I've been working on getting the paperwork for disability insurance settled. My hat is off to anyone who can navigate all of this. It's also a little disconcerting to think that I'm planning for my own disability. I've been pretty able-bodied most of my life so thinking that I have a period where I'm not going to be able-bodied is humbling and frightening. I'm working with those emotions and better understanding where they come from. Folks that deal with this on a daily basis have my respect and admiration. We don't treat disabled folks with nearly the respect and admiration they deserve.
This will also be my fist "big" surgery. I've had little things like a mediport installed, biopsies, and the insertion and removal of a kidney stone stent that made me wonder if I should have asked for dinner and a movie first.

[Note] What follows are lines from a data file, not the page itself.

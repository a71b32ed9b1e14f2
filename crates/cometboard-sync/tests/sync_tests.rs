//! Behavioral tests for the push and pull sync strategies.
//!
//! The contract under test: the published snapshot reflects acknowledged
//! writes within one refresh interval, a failed store read never clears the
//! previously published snapshot, and the first-load wait resolves or times
//! out instead of hanging.

#![allow(clippy::unwrap_used, clippy::arithmetic_side_effects)]

use std::sync::atomic::{AtomicBool, Ordering};
use std::sync::Arc;
use std::time::Duration;

use async_trait::async_trait;
use cometboard_db::{
    MemoryScoreStore, ScoreStore, StoreError, StoreEvent, UpsertOutcome,
};
use cometboard_sync::{PullSync, PushSync, SyncError};
use cometboard_types::{PlayerId, ScoreRecord, Tier};
use tokio::sync::broadcast;

/// Store double whose reads can be switched to fail at runtime.
struct FlakyStore {
    inner: MemoryScoreStore,
    failing: AtomicBool,
}

impl FlakyStore {
    fn new() -> Self {
        Self {
            inner: MemoryScoreStore::new(),
            failing: AtomicBool::new(false),
        }
    }

    fn set_failing(&self, failing: bool) {
        self.failing.store(failing, Ordering::SeqCst);
    }

    fn check(&self) -> Result<(), StoreError> {
        if self.failing.load(Ordering::SeqCst) {
            return Err(StoreError::Unavailable(String::from("injected failure")));
        }
        Ok(())
    }
}

#[async_trait]
impl ScoreStore for FlakyStore {
    async fn upsert_if_higher(
        &self,
        player_id: &PlayerId,
        display_name: &str,
        difficulty: Tier,
        score: u32,
    ) -> Result<UpsertOutcome, StoreError> {
        self.check()?;
        self.inner
            .upsert_if_higher(player_id, display_name, difficulty, score)
            .await
    }

    async fn list_all(&self) -> Result<Vec<ScoreRecord>, StoreError> {
        self.check()?;
        self.inner.list_all().await
    }

    async fn get_best(&self, difficulty: Tier) -> Result<Option<ScoreRecord>, StoreError> {
        self.check()?;
        self.inner.get_best(difficulty).await
    }

    fn change_feed(&self) -> Option<broadcast::Receiver<StoreEvent>> {
        self.inner.change_feed()
    }
}

/// Store double that hides the memory store's native change feed, standing
/// in for the relational backend.
struct NoFeedStore(MemoryScoreStore);

#[async_trait]
impl ScoreStore for NoFeedStore {
    async fn upsert_if_higher(
        &self,
        player_id: &PlayerId,
        display_name: &str,
        difficulty: Tier,
        score: u32,
    ) -> Result<UpsertOutcome, StoreError> {
        self.0
            .upsert_if_higher(player_id, display_name, difficulty, score)
            .await
    }

    async fn list_all(&self) -> Result<Vec<ScoreRecord>, StoreError> {
        self.0.list_all().await
    }

    async fn get_best(&self, difficulty: Tier) -> Result<Option<ScoreRecord>, StoreError> {
        self.0.get_best(difficulty).await
    }
}

async fn seed(store: &dyn ScoreStore) {
    for (player, tier, score) in [
        ("Alice", Tier::Easy, 300_u32),
        ("Bob", Tier::Easy, 450),
        ("Charlie", Tier::Medium, 600),
        ("George", Tier::Infinity, 1200),
        ("Hannah", Tier::Infinity, 1500),
    ] {
        store
            .upsert_if_higher(&PlayerId::new(player.to_lowercase()), player, tier, score)
            .await
            .unwrap();
    }
}

#[tokio::test]
async fn pull_first_load_resolves_within_deadline() {
    let store = Arc::new(MemoryScoreStore::new());
    seed(store.as_ref()).await;

    let sync = PullSync::spawn(store, Duration::from_secs(10), 10);
    let handle = sync.handle();

    let snapshot = handle
        .wait_first_load(Duration::from_secs(5))
        .await
        .unwrap();
    let names: Vec<_> = snapshot
        .entries
        .iter()
        .map(|e| e.display_name.as_str())
        .collect();
    assert_eq!(names, ["Hannah", "George", "Charlie", "Bob", "Alice"]);
    assert_eq!(snapshot.revision, 1);

    sync.shutdown().await;
}

#[tokio::test]
async fn pull_forced_refresh_publishes_new_writes_immediately() {
    let store = Arc::new(MemoryScoreStore::new());
    // Long period: only forced refreshes can pick up the write.
    let sync = PullSync::spawn(Arc::clone(&store) as Arc<dyn ScoreStore>, Duration::from_secs(600), 10);
    let handle = sync.handle();
    handle.wait_first_load(Duration::from_secs(5)).await.unwrap();

    store
        .upsert_if_higher(&PlayerId::new("zoe"), "Zoe", Tier::Hard, 42)
        .await
        .unwrap();

    handle.refresh_now().await.unwrap();
    let snapshot = handle.current().unwrap();
    assert_eq!(snapshot.entries.len(), 1);
    assert_eq!(
        snapshot.entries.first().unwrap().player_id,
        PlayerId::new("zoe")
    );

    sync.shutdown().await;
}

#[tokio::test]
async fn failed_refresh_keeps_previous_snapshot() {
    let store = Arc::new(FlakyStore::new());
    seed(store.as_ref()).await;

    let sync = PullSync::spawn(
        Arc::clone(&store) as Arc<dyn ScoreStore>,
        Duration::from_secs(600),
        10,
    );
    let handle = sync.handle();
    let before = handle.wait_first_load(Duration::from_secs(5)).await.unwrap();

    store.set_failing(true);
    handle.refresh_now().await.unwrap();

    // A concurrent reader still gets the last good snapshot, unchanged.
    let after = handle.current().unwrap();
    assert_eq!(after.revision, before.revision);
    assert_eq!(after.entries, before.entries);

    // And recovery resumes publishing.
    store.set_failing(false);
    handle.refresh_now().await.unwrap();
    assert_eq!(handle.current().unwrap().revision, before.revision + 1);

    sync.shutdown().await;
}

#[tokio::test]
async fn first_load_times_out_when_store_never_answers() {
    let store = Arc::new(FlakyStore::new());
    store.set_failing(true);

    let sync = PullSync::spawn(
        Arc::clone(&store) as Arc<dyn ScoreStore>,
        Duration::from_millis(10),
        10,
    );
    let handle = sync.handle();

    let err = handle
        .wait_first_load(Duration::from_millis(100))
        .await
        .unwrap_err();
    assert!(matches!(err, SyncError::FirstLoadTimeout));
    assert!(handle.current().is_none());

    sync.shutdown().await;
}

#[tokio::test]
async fn push_reflects_writes_without_forced_refresh() {
    let store = Arc::new(MemoryScoreStore::new());
    let sync = PushSync::spawn(Arc::clone(&store) as Arc<dyn ScoreStore>, 10).unwrap();
    let handle = sync.handle();
    handle.wait_first_load(Duration::from_secs(5)).await.unwrap();

    store
        .upsert_if_higher(&PlayerId::new("hannah"), "Hannah", Tier::Infinity, 1500)
        .await
        .unwrap();

    // Wait for the feed-driven recomputation to publish Hannah.
    let mut watcher = handle.watch();
    let published = tokio::time::timeout(
        Duration::from_secs(5),
        watcher.wait_for(|snapshot| {
            snapshot
                .as_ref()
                .is_some_and(|s| !s.entries.is_empty())
        }),
    )
    .await
    .unwrap()
    .unwrap();
    let snapshot = published.as_ref().map(Arc::clone).unwrap();
    drop(published);

    assert_eq!(
        snapshot.entries.first().unwrap().display_name,
        "Hannah"
    );

    sync.shutdown().await;
}

#[tokio::test]
async fn push_requires_a_change_feed() {
    let store = Arc::new(NoFeedStore(MemoryScoreStore::new()));
    let err = PushSync::spawn(store as Arc<dyn ScoreStore>, 10).unwrap_err();
    assert!(matches!(err, SyncError::ChangeFeedUnavailable));
}

#[tokio::test]
async fn shutdown_leaves_no_worker_behind() {
    let store = Arc::new(MemoryScoreStore::new());
    let sync = PullSync::spawn(store, Duration::from_millis(10), 10);
    let handle = sync.handle();
    handle.wait_first_load(Duration::from_secs(5)).await.unwrap();

    sync.shutdown().await;

    // The worker is gone; forced refresh has nobody to talk to.
    let err = handle.refresh_now().await.unwrap_err();
    assert!(matches!(err, SyncError::WorkerGone));
    // The last snapshot stays readable after shutdown.
    assert!(handle.current().is_some());
}

#[tokio::test]
async fn idempotent_resubmission_leaves_leaderboard_unchanged() {
    let store = Arc::new(MemoryScoreStore::new());
    let sync = PullSync::spawn(
        Arc::clone(&store) as Arc<dyn ScoreStore>,
        Duration::from_secs(600),
        10,
    );
    let handle = sync.handle();

    store
        .upsert_if_higher(&PlayerId::new("alice"), "Alice", Tier::Easy, 200)
        .await
        .unwrap();
    handle.refresh_now().await.unwrap();
    let before = handle.current().unwrap();

    // Same submission again: store rejects, board recomputes identically.
    let outcome = store
        .upsert_if_higher(&PlayerId::new("alice"), "Alice", Tier::Easy, 200)
        .await
        .unwrap();
    assert!(!outcome.accepted);
    handle.refresh_now().await.unwrap();
    let after = handle.current().unwrap();

    assert_eq!(before.entries, after.entries);

    sync.shutdown().await;
}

Thinking about what could go right is overshadowed by my brain wanting to dwell on what could possibly go wrong. I'm acknowledging those feelings and doing my best to close up as many open loops as possible should the unforeseen happen.
And this gets into the other fun part of this: planning out my work so it has a clean edge and actual cutoff. This has been the hardest part and the part that has overwhelmed me. I'm tired as a result of the radiation and when the radiation is scheduled ("too-early-o'clock", if you must know). It's making things interesting and has been an emotional whirlwind. One moment I'm fine, the next moment I'm struggling. Trying to acknowledge when these moments occur and be present with them. I've noticed when I'm tired that my most critical inner-voice comes to the fore, which is a nice touch. When I'm least able to shoo it away is when it wants to take center stage and perform a whole litany of "where you fucked up" (now optioned for a major motion picture). I'm working on recognizing when this occurs and just letting it play itself out with no judgment, but it's hard to resist its siren song and spiral into a depressed state. I'm getting better about this, though.
So that's the current state of my system. More as I know it.